Very few significant insect or disease pests were encountered (data not shown), and little intervention was needed. The most important pest was a leaf-rolling caterpillar, sometimes called the Asimina webworm moth (Omphalocera munroei). During intermittent years, larvae appeared in late summer and caused defoliation, especially of younger trees, along with occasional fruit rind damage. Infestations were allowed to develop to a threshold of about 10% defoliation before intervention with either Bacillus thuringiensis, carbaryl, or Mustang Maxx. The leaf-eating larvae of the zebra swallowtail butterfly (Eurytides marcellus) was frequently present but never caused sufficient foliar damage to merit intervention at any of the sites. Fungal leaf spots, generally identified as belonging to the Asperisporium, Phyllosticta, and Septoria genera (P. Tian, unpublished data), appeared intermittently toward the ends of the growing seasons, but did not segregate by genotype (data not shown) and was not severe enough to warrant intervention.

Conclusion

Except at the Oklahoma site, all the pawpaw cultivars studied thrived and produced significant numbers of high-quality fruit crops over many years. While “Overleese” seemed to struggle with tree establishment and fruit production in the long-term, its fruit quality was nevertheless excellent (Adainoo et al. Citation2022, Citation2023a). Fruits harvested from this study at SWC were used in other studies (Adainoo et al. Citation2022, Citation2023a) that elucidated, for example, the exceptional quality of “Shenandoah” and Susquehanna’ fruits. The present study indicates that those were not the highest yielding cultivars, but were long-lived trees and may be excellent choices for the region. “PA Golden” consistently produced larger trees and an earlier crop compared with other cultivars, however its fruit quality was not as high. “Sunflower” produced abundant numbers of high quality but somewhat smaller fruit and would also be an excellent late-season choice for the region.

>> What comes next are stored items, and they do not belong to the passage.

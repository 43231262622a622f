//! Facade configuration
//!
//! A [`CacheConfig`] can be built in code, decoded from JSON with the same
//! camelCase keys the factory options use, and overridden from `MULTICACHE_*`
//! environment variables.

use std::collections::HashMap;

use serde::{Deserialize, Serialize};

use crate::{strict::Template, CacheError, Result};

/// Namespace used when none is configured
pub const DEFAULT_NAMESPACE: &str = "$ns$";

/// Scope separator used when none is configured
pub const DEFAULT_SCOPE_SEPARATOR: &str = "/";

/// Facade configuration
#[derive(Debug, Clone, PartialEq, Eq, Serialize, Deserialize)]
#[serde(rename_all = "camelCase", default)]
pub struct CacheConfig {
    /// Namespace embedded in every bucket key
    #[serde(alias = "ns")]
    pub namespace: String,
    /// Validate scopes and keys against `template`
    pub strict: bool,
    /// Declared keys and pages, required in strict mode
    pub template: Option<Template>,
    /// Separator between the page and subpath parts of a scope
    pub scope_separator: String,
    /// Also validate reads in strict mode
    pub getter_strict: bool,
}

impl Default for CacheConfig {
    fn default() -> Self {
        Self {
            namespace: DEFAULT_NAMESPACE.to_string(),
            strict: false,
            template: None,
            scope_separator: DEFAULT_SCOPE_SEPARATOR.to_string(),
            getter_strict: true,
        }
    }
}

impl CacheConfig {
    pub fn new() -> Self {
        Self::default()
    }

    /// Decode a configuration from JSON
    pub fn from_json_str(json: &str) -> Result<Self> {
        serde_json::from_str(json)
            .map_err(|e| CacheError::schema(format!("invalid cache configuration: {}", e)))
    }

    #[must_use]
    pub fn namespace(mut self, namespace: impl Into<String>) -> Self {
        self.namespace = namespace.into();
        self
    }

    /// Enable strict mode with the given template
    #[must_use]
    pub fn strict(mut self, template: Template) -> Self {
        self.strict = true;
        self.template = Some(template);
        self
    }

    #[must_use]
    pub fn scope_separator(mut self, separator: impl Into<String>) -> Self {
        self.scope_separator = separator.into();
        self
    }

    #[must_use]
    pub fn getter_strict(mut self, getter_strict: bool) -> Self {
        self.getter_strict = getter_strict;
        self
    }

    /// Check the configuration is usable
    pub fn validate(&self) -> Result<()> {
        if self.strict && self.template.is_none() {
            return Err(CacheError::schema(
                "when \"strict\" is true, template is needed. template is a simple object.",
            ));
        }
        if self.scope_separator.is_empty() {
            return Err(CacheError::invalid_scope("scope separator must not be empty."));
        }
        Ok(())
    }
}

/// Environment variable overrides
pub struct EnvOverrides;

impl EnvOverrides {
    const PREFIX: &'static str = "MULTICACHE_";

    /// Collect `MULTICACHE_*` variables, keyed without the prefix
    pub fn parse() -> HashMap<String, String> {
        std::env::vars()
            .filter_map(|(key, value)| {
                key.strip_prefix(Self::PREFIX)
                    .map(|name| (name.to_string(), value))
            })
            .collect()
    }

    /// Apply the process environment to `config`
    pub fn apply(config: &mut CacheConfig) {
        let overrides = Self::parse();
        Self::apply_overrides(config, &overrides);
    }

    /// Apply specific overrides to `config`
    ///
    /// Unknown names and unparsable booleans are ignored.
    pub fn apply_overrides(config: &mut CacheConfig, overrides: &HashMap<String, String>) {
        for (name, value) in overrides {
            match name.as_str() {
                "NAMESPACE" => config.namespace = value.clone(),
                "SCOPE_SEPARATOR" => config.scope_separator = value.clone(),
                "STRICT" => {
                    if let Some(flag) = parse_flag(value) {
                        config.strict = flag;
                    }
                }
                "GETTER_STRICT" => {
                    if let Some(flag) = parse_flag(value) {
                        config.getter_strict = flag;
                    }
                }
                _ => {}
            }
        }
    }
}

fn parse_flag(value: &str) -> Option<bool> {
    match value.trim().to_ascii_lowercase().as_str() {
        "1" | "true" | "yes" | "on" => Some(true),
        "0" | "false" | "no" | "off" => Some(false),
        _ => None,
    }
}

#[cfg(test)]
mod tests {
    use super::*;

    #[test]
    fn test_defaults() {
        let config = CacheConfig::default();
        assert_eq!(config.namespace, "$ns$");
        assert!(!config.strict);
        assert_eq!(config.scope_separator, "/");
        assert!(config.getter_strict);
        assert!(config.validate().is_ok());
    }

    #[test]
    fn test_from_json_with_partial_keys() {
        let config = CacheConfig::from_json_str(
            r#"{"ns":"tmc","strict":true,"template":{"globalKeys":["age"],"pages":["home"]}}"#,
        )
        .unwrap();
        assert_eq!(config.namespace, "tmc");
        assert!(config.strict);
        assert_eq!(config.scope_separator, "/");
        assert_eq!(
            config.template,
            Some(Template::new().global_keys(["age"]).pages(["home"]))
        );
    }

    #[test]
    fn test_from_json_rejects_malformed_template() {
        let err = CacheConfig::from_json_str(r#"{"template":{"pages":"home"}}"#).unwrap_err();
        assert!(matches!(err, CacheError::Schema { .. }));
    }

    #[test]
    fn test_strict_without_template_is_invalid() {
        let config = CacheConfig {
            strict: true,
            ..CacheConfig::default()
        };
        assert!(matches!(config.validate(), Err(CacheError::Schema { .. })));
    }

    #[test]
    fn test_empty_separator_is_invalid() {
        let config = CacheConfig::default().scope_separator("");
        assert!(matches!(
            config.validate(),
            Err(CacheError::InvalidScope { .. })
        ));
    }

    #[test]
    fn test_apply_overrides() {
        let mut config = CacheConfig::default();
        let overrides = HashMap::from([
            ("NAMESPACE".to_string(), "shop".to_string()),
            ("SCOPE_SEPARATOR".to_string(), "::".to_string()),
            ("GETTER_STRICT".to_string(), "off".to_string()),
            ("STRICT".to_string(), "maybe".to_string()),
            ("UNKNOWN".to_string(), "x".to_string()),
        ]);

        EnvOverrides::apply_overrides(&mut config, &overrides);

        assert_eq!(config.namespace, "shop");
        assert_eq!(config.scope_separator, "::");
        assert!(!config.getter_strict);
        assert!(!config.strict);
    }
}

Long-term data from this study indicate that pawpaws can be very productive in a full-sun orchard setting in Missouri’s temperate environment. However, the trees seem to have a productive life span of 12–15 years at which point they decline, mainly in the form of bark deterioration on trunks and large lower branches. This decline does not appear to be related to any specific disease or pest, but may be a result of long-term full-sun winter exposure of the thin bark in trees that normally grow in more shaded settings. This seems consistent with long-term observations of wild pawpaw “patch” communities, where large, dominant individual trees are rarely encountered; rather, within the community, older trees are regularly replaced with vigorous young suckers. Experiments to develop methods to protect the bark and prolong tree life are warranted and might be beneficial, but the authors recommend a strategic regimen of replacing pawpaw orchard trees on a 15-year cycle (similar to peaches, blackberries, and other fruit crops). Despite their short-lived nature, pawpaw trees can be very productive in the region, and offer promise as a unique specialty crop for producers wishing to diversify their enterprises.

Acknowledgments

We gratefully acknowledge support for this project from The Kerr Center for Sustainable Agriculture (Poteau, OK, USA), the Missouri Department of Agriculture through a USDA Specialty Crop Block Grant, The Pawpaw Foundation, Kentucky State University, and the University of Missouri Center for Agroforestry through cooperative agreements (58-6020-6-001 and 58–6020-0-007) with the USDA/ARS Dale Bumpers Small Farm Research Center.

Disclosure Statement

No potential conflict of interest was reported by the author(s).